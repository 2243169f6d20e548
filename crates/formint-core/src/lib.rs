//! Core library for immigration form intake.
//!
//! This crate provides:
//! - PDF text extraction (pdf-extract with a lopdf fallback)
//! - Form-type detection over known immigration form codes
//! - Rule-based recovery of labeled, hierarchical form fields from
//!   converted document text
//! - Serializable field models and pipeline configuration

pub mod error;
pub mod form;
pub mod models;
pub mod pdf;

pub use error::{FormintError, PdfError, Result};
pub use form::{ExtractionResult, FieldExtraction, FormParser, FormType};
pub use models::config::FormintConfig;
pub use models::field::{
    Field, FieldType, FormExtract, HierarchyEntry, HierarchyMap, SourceType,
};
pub use pdf::{PdfContent, PdfExtractor, PdfProcessor, PdfType};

--- TASK ---
Output the line containing "pub mod pdf;" and each line after it through the close of the entries, unchanged and with no other lines.

--- OUTPUT BELOW ---
pub mod pdf;

pub use error::{FormintError, PdfError, Result};
pub use form::{ExtractionResult, FieldExtraction, FormParser, FormType};
pub use models::config::FormintConfig;
pub use models::field::{
    Field, FieldType, FormExtract, HierarchyEntry, HierarchyMap, SourceType,
};
pub use pdf::{PdfContent, PdfExtractor, PdfProcessor, PdfType};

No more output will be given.